The prediction and identification of the factors controlling heavy metal transfer in soil-crop ecosystems are of critical importance. In this study, random forest (RF), gradient boosted machine (GBM), and generalised linear (GLM) models were compared after being used to model and identify prior factors that affect the transfer of heavy metals (HMs) in soil-crop systems in the Yangtze River Delta, China, based on 13 covariates with 1822 pairs of soil-crop samples. The mean bioaccumulation factors (BAFs) for all crops followed the order Cd > Zn > As > Cu > Ni > Hg > Cr > Pb.

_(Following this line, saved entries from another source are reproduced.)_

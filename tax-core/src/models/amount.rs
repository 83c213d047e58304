//! Lenient monetary inputs.
//!
//! Figures arrive from interactive forms as numbers, numeric strings, empty
//! strings, `null`, or not at all. Partial submissions are expected, so every
//! value that cannot be read as a number is taken as zero instead of failing
//! the whole request. Numbers too large for a [`Decimal`] saturate at
//! [`Decimal::MAX`] or [`Decimal::MIN`].

use std::collections::BTreeMap;
use std::fmt;

use rust_decimal::Decimal;
use serde::de::{self, Deserializer, IgnoredAny, MapAccess, SeqAccess, Visitor};
use serde::{Deserialize, Serialize};

use crate::calculations::common::saturating_sum;

/// Reads a user-entered figure, returning zero when it is not numeric.
///
/// Accepts plain decimals (`"1250.50"`), surrounding whitespace and
/// scientific notation (`"1.5e3"`). A finite number beyond the range of
/// [`Decimal`] saturates at the bound of its sign; one too small to
/// represent reads as zero.
pub fn coerce_amount(raw: &str) -> Decimal {
    let trimmed = raw.trim();
    trimmed
        .parse::<Decimal>()
        .or_else(|_| Decimal::from_scientific(trimmed))
        .unwrap_or_else(|_| out_of_range(trimmed))
}

fn out_of_range(trimmed: &str) -> Decimal {
    match trimmed.parse::<f64>() {
        Ok(v) if v.is_finite() && v >= 1.0 => Decimal::MAX,
        Ok(v) if v.is_finite() && v <= -1.0 => Decimal::MIN,
        _ => Decimal::ZERO,
    }
}

/// A decimal that deserializes from anything, defaulting to zero.
#[derive(Debug, Clone, Copy, Default, PartialEq, Eq, PartialOrd, Ord, Serialize)]
#[serde(transparent)]
pub struct LooseAmount(pub Decimal);

impl LooseAmount {
    pub fn value(self) -> Decimal {
        self.0
    }
}

impl From<Decimal> for LooseAmount {
    fn from(value: Decimal) -> Self {
        Self(value)
    }
}

impl From<LooseAmount> for Decimal {
    fn from(value: LooseAmount) -> Self {
        value.0
    }
}

struct LooseAmountVisitor;

impl<'de> Visitor<'de> for LooseAmountVisitor {
    type Value = LooseAmount;

    fn expecting(
        &self,
        formatter: &mut fmt::Formatter,
    ) -> fmt::Result {
        formatter.write_str("a monetary amount")
    }

    fn visit_bool<E: de::Error>(
        self,
        _v: bool,
    ) -> Result<Self::Value, E> {
        Ok(LooseAmount::default())
    }

    fn visit_i64<E: de::Error>(
        self,
        v: i64,
    ) -> Result<Self::Value, E> {
        Ok(LooseAmount(Decimal::from(v)))
    }

    fn visit_u64<E: de::Error>(
        self,
        v: u64,
    ) -> Result<Self::Value, E> {
        Ok(LooseAmount(Decimal::from(v)))
    }

    fn visit_f64<E: de::Error>(
        self,
        v: f64,
    ) -> Result<Self::Value, E> {
        // Display gives the shortest round-tripping form, so 0.1 stays 0.1.
        Ok(LooseAmount(coerce_amount(&v.to_string())))
    }

    fn visit_str<E: de::Error>(
        self,
        v: &str,
    ) -> Result<Self::Value, E> {
        Ok(LooseAmount(coerce_amount(v)))
    }

    fn visit_none<E: de::Error>(self) -> Result<Self::Value, E> {
        Ok(LooseAmount::default())
    }

    fn visit_unit<E: de::Error>(self) -> Result<Self::Value, E> {
        Ok(LooseAmount::default())
    }

    fn visit_some<D: Deserializer<'de>>(
        self,
        deserializer: D,
    ) -> Result<Self::Value, D::Error> {
        deserializer.deserialize_any(self)
    }

    fn visit_seq<A: SeqAccess<'de>>(
        self,
        mut seq: A,
    ) -> Result<Self::Value, A::Error> {
        while seq.next_element::<IgnoredAny>()?.is_some() {}
        Ok(LooseAmount::default())
    }

    fn visit_map<A: MapAccess<'de>>(
        self,
        mut map: A,
    ) -> Result<Self::Value, A::Error> {
        while map.next_entry::<IgnoredAny, IgnoredAny>()?.is_some() {}
        Ok(LooseAmount::default())
    }
}

impl<'de> Deserialize<'de> for LooseAmount {
    fn deserialize<D: Deserializer<'de>>(deserializer: D) -> Result<Self, D::Error> {
        deserializer.deserialize_any(LooseAmountVisitor)
    }
}

/// Line items of one income or expense category, keyed by label.
///
/// Deserializes from an object of label/amount pairs, from a list (labels
/// become the item positions), or from a single scalar (label `value`).
#[derive(Debug, Clone, Default, PartialEq, Eq, Serialize)]
#[serde(transparent)]
pub struct Bucket(BTreeMap<String, Decimal>);

impl Bucket {
    pub fn new() -> Self {
        Self::default()
    }

    /// Adds `amount` to the item called `label`.
    pub fn add(
        &mut self,
        label: impl Into<String>,
        amount: Decimal,
    ) {
        let item = self.0.entry(label.into()).or_insert(Decimal::ZERO);
        *item = item.saturating_add(amount);
    }

    pub fn with(
        mut self,
        label: impl Into<String>,
        amount: Decimal,
    ) -> Self {
        self.add(label, amount);
        self
    }

    pub fn get(
        &self,
        label: &str,
    ) -> Decimal {
        self.0.get(label).copied().unwrap_or(Decimal::ZERO)
    }

    /// Sum of every item, saturating at the bounds of [`Decimal`].
    pub fn total(&self) -> Decimal {
        saturating_sum(self.0.values().copied())
    }

    pub fn len(&self) -> usize {
        self.0.len()
    }

    pub fn is_empty(&self) -> bool {
        self.0.is_empty()
    }

    pub fn iter(&self) -> impl Iterator<Item = (&str, Decimal)> {
        self.0.iter().map(|(label, amount)| (label.as_str(), *amount))
    }

    /// Folds every item of `other` into this bucket.
    pub fn merge(
        &mut self,
        other: &Bucket,
    ) {
        for (label, amount) in other.iter() {
            self.add(label, amount);
        }
    }
}

impl<K: Into<String>> FromIterator<(K, Decimal)> for Bucket {
    fn from_iter<I: IntoIterator<Item = (K, Decimal)>>(iter: I) -> Self {
        let mut bucket = Bucket::new();
        for (label, amount) in iter {
            bucket.add(label, amount);
        }
        bucket
    }
}

const SCALAR_LABEL: &str = "value";

struct BucketVisitor;

impl BucketVisitor {
    fn scalar(amount: LooseAmount) -> Bucket {
        Bucket::new().with(SCALAR_LABEL, amount.value())
    }
}

impl<'de> Visitor<'de> for BucketVisitor {
    type Value = Bucket;

    fn expecting(
        &self,
        formatter: &mut fmt::Formatter,
    ) -> fmt::Result {
        formatter.write_str("a map of line items to amounts")
    }

    fn visit_bool<E: de::Error>(
        self,
        _v: bool,
    ) -> Result<Self::Value, E> {
        Ok(Bucket::new())
    }

    fn visit_i64<E: de::Error>(
        self,
        v: i64,
    ) -> Result<Self::Value, E> {
        LooseAmountVisitor.visit_i64(v).map(Self::scalar)
    }

    fn visit_u64<E: de::Error>(
        self,
        v: u64,
    ) -> Result<Self::Value, E> {
        LooseAmountVisitor.visit_u64(v).map(Self::scalar)
    }

    fn visit_f64<E: de::Error>(
        self,
        v: f64,
    ) -> Result<Self::Value, E> {
        LooseAmountVisitor.visit_f64(v).map(Self::scalar)
    }

    fn visit_str<E: de::Error>(
        self,
        v: &str,
    ) -> Result<Self::Value, E> {
        LooseAmountVisitor.visit_str(v).map(Self::scalar)
    }

    fn visit_none<E: de::Error>(self) -> Result<Self::Value, E> {
        Ok(Bucket::new())
    }

    fn visit_unit<E: de::Error>(self) -> Result<Self::Value, E> {
        Ok(Bucket::new())
    }

    fn visit_some<D: Deserializer<'de>>(
        self,
        deserializer: D,
    ) -> Result<Self::Value, D::Error> {
        deserializer.deserialize_any(self)
    }

    fn visit_seq<A: SeqAccess<'de>>(
        self,
        mut seq: A,
    ) -> Result<Self::Value, A::Error> {
        let mut bucket = Bucket::new();
        let mut index = 0usize;
        while let Some(amount) = seq.next_element::<LooseAmount>()? {
            bucket.add(index.to_string(), amount.value());
            index += 1;
        }
        Ok(bucket)
    }

    fn visit_map<A: MapAccess<'de>>(
        self,
        mut map: A,
    ) -> Result<Self::Value, A::Error> {
        let mut bucket = Bucket::new();
        while let Some((label, amount)) = map.next_entry::<String, LooseAmount>()? {
            bucket.add(label, amount.value());
        }
        Ok(bucket)
    }
}

impl<'de> Deserialize<'de> for Bucket {
    fn deserialize<D: Deserializer<'de>>(deserializer: D) -> Result<Self, D::Error> {
        deserializer.deserialize_any(BucketVisitor)
    }
}
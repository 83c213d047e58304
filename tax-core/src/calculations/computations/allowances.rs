//! Capital allowances, income reliefs and credits, and VAT deferment.

use std::collections::BTreeMap;

use rust_decimal::Decimal;
use serde::{Deserialize, Serialize};
use thiserror::Error;

use crate::calculations::common::{is_fraction, non_negative, saturating_sum};
use crate::config::AllowanceConfig;
use crate::models::{Bucket, LooseAmount};

#[derive(Debug, Error, PartialEq, Eq)]
pub enum AllowanceError {
    #[error("allowance rate must be between 0 and 1, got {0}")]
    InvalidRate(Decimal),

    #[error("deferment threshold must be non-negative, got {0}")]
    InvalidThreshold(Decimal),
}

#[derive(Debug, Clone, Default, PartialEq, Eq, Serialize, Deserialize)]
#[serde(rename_all = "camelCase", default)]
pub struct CapitalAllowanceInput {
    /// Cost of each qualifying asset.
    pub qualifying_assets: Bucket,
    /// Overrides the configured allowance rate.
    pub allowance_rate: Option<LooseAmount>,
}

#[derive(Debug, Clone, PartialEq, Eq, Serialize, Deserialize)]
pub struct CapitalAllowanceResult {
    pub rate: Decimal,
    pub per_asset: BTreeMap<String, Decimal>,
    pub total_allowances: Decimal,
}

/// Taxable income with reliefs or credits.
#[derive(Debug, Clone, Default, PartialEq, Eq, Serialize, Deserialize)]
#[serde(rename_all = "camelCase", default)]
pub struct IncomeAdjustmentInput {
    pub taxable_income: LooseAmount,
    #[serde(alias = "reliefs", alias = "credits")]
    pub items: Bucket,
}

#[derive(Debug, Clone, PartialEq, Eq, Serialize, Deserialize)]
pub struct AdjustedIncome {
    pub taxable_income: Decimal,
    pub total_adjustments: Decimal,
    /// Never negative.
    pub adjusted_income: Decimal,
}

#[derive(Debug, Clone, Default, PartialEq, Eq, Serialize, Deserialize)]
#[serde(rename_all = "camelCase", default)]
pub struct VatDefermentInput {
    pub equipment_value: LooseAmount,
    /// Overrides the configured threshold.
    pub threshold: Option<LooseAmount>,
}

#[derive(Debug, Clone, PartialEq, Eq, Serialize, Deserialize)]
pub struct VatDefermentResult {
    pub eligible: bool,
    pub threshold: Decimal,
    pub deferment_days: u32,
}

pub struct AllowanceCalculator<'a> {
    config: &'a AllowanceConfig,
}

impl<'a> AllowanceCalculator<'a> {
    pub fn new(config: &'a AllowanceConfig) -> Self {
        Self { config }
    }

    /// Σ asset cost × allowance rate.
    ///
    /// # Errors
    ///
    /// Returns [`AllowanceError::InvalidRate`] if a supplied rate lies
    /// outside `[0, 1]`.
    pub fn capital_allowances(
        &self,
        input: &CapitalAllowanceInput,
    ) -> Result<CapitalAllowanceResult, AllowanceError> {
        let rate = input
            .allowance_rate
            .map_or(self.config.capital_allowance_rate, LooseAmount::value);
        if !is_fraction(rate) {
            return Err(AllowanceError::InvalidRate(rate));
        }

        let per_asset: BTreeMap<String, Decimal> = input
            .qualifying_assets
            .iter()
            .map(|(label, cost)| (label.to_string(), cost * rate))
            .collect();
        let total_allowances = saturating_sum(per_asset.values().copied());

        Ok(CapitalAllowanceResult {
            rate,
            per_asset,
            total_allowances,
        })
    }

    /// Taxable income less the sum of reliefs (or credits), floored at zero.
    pub fn adjust_income(
        &self,
        input: &IncomeAdjustmentInput,
    ) -> AdjustedIncome {
        let taxable_income = input.taxable_income.value();
        let total_adjustments = input.items.total();
        AdjustedIncome {
            taxable_income,
            total_adjustments,
            adjusted_income: non_negative(taxable_income.saturating_sub(total_adjustments)),
        }
    }

    /// Equipment valued at or above the threshold earns the configured
    /// deferment period.
    ///
    /// # Errors
    ///
    /// Returns [`AllowanceError::InvalidThreshold`] for a negative
    /// threshold.
    pub fn vat_deferment(
        &self,
        input: &VatDefermentInput,
    ) -> Result<VatDefermentResult, AllowanceError> {
        let threshold = input
            .threshold
            .map_or(self.config.vat_deferment_threshold, LooseAmount::value);
        if threshold < Decimal::ZERO {
            return Err(AllowanceError::InvalidThreshold(threshold));
        }

        let eligible = input.equipment_value.value() >= threshold;
        Ok(VatDefermentResult {
            eligible,
            threshold,
            deferment_days: if eligible { self.config.vat_deferment_days } else { 0 },
        })
    }
}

The RF model showed the best prediction ability for the BAFs of HMs in soil-crop ecosystems, followed by GBM and GLM. The R2 values of the RF models for the BAFs of Zn, Cu, Cr, Ni, Hg, Cd, As, and Pb were 0.84, 0.66, 0.59, 0.58, 0.58, 0.51, 0.30, and 0.17, respectively. The primary controlling factor in soil-to-crop transfer of all HMs under study was plant type, followed by soil heavy metal content and soil organic materials. The model used herein could be used to assist the prediction of heavy metal contents in crops based on heavy metal contents in soil and other covariates, and can significantly reduce the cost, labour, and time requirements involved with laboratory analysis. It can also be used to quantify the importance of variables and identify potential control factors in heavy metal bioaccumulation in soil-crop ecosystems.

Introduction

Soil plays a critical role in ecosystems and is the basic resource for food production, however, soil is threatened by many pollutants, among which heavy metals (HMs) are of great concern (Hu and Cheng, 2013; Zhao et al., 2014; Shao et al., 2018; Hu et al., 2019; Peng et al., 2019). In contrast to organic matter, HMs can reside in soils for long periods of time (Hu et al., 2017a; Jia et al., 2019). The wide distribution of HM-polluted soils has resulted in profound environmental and health issues (Brus et al., 2009; Hu et al., 2017b; Hu et al., 2020). HMs in soils can be slowly but consistently accumulated in the human body via different pathways such as inhalation, ingestion, and dermal contact (De Miguel et al., 2007; Wei and Yang, 2010; Hui et al., 2016). Moreover, the intake of HMs through soil-crop ecosystems has proven to be an important pathway for human exposure to HMs (Liu et al., 2007; Qian et al., 2010; Liu et al., 2013).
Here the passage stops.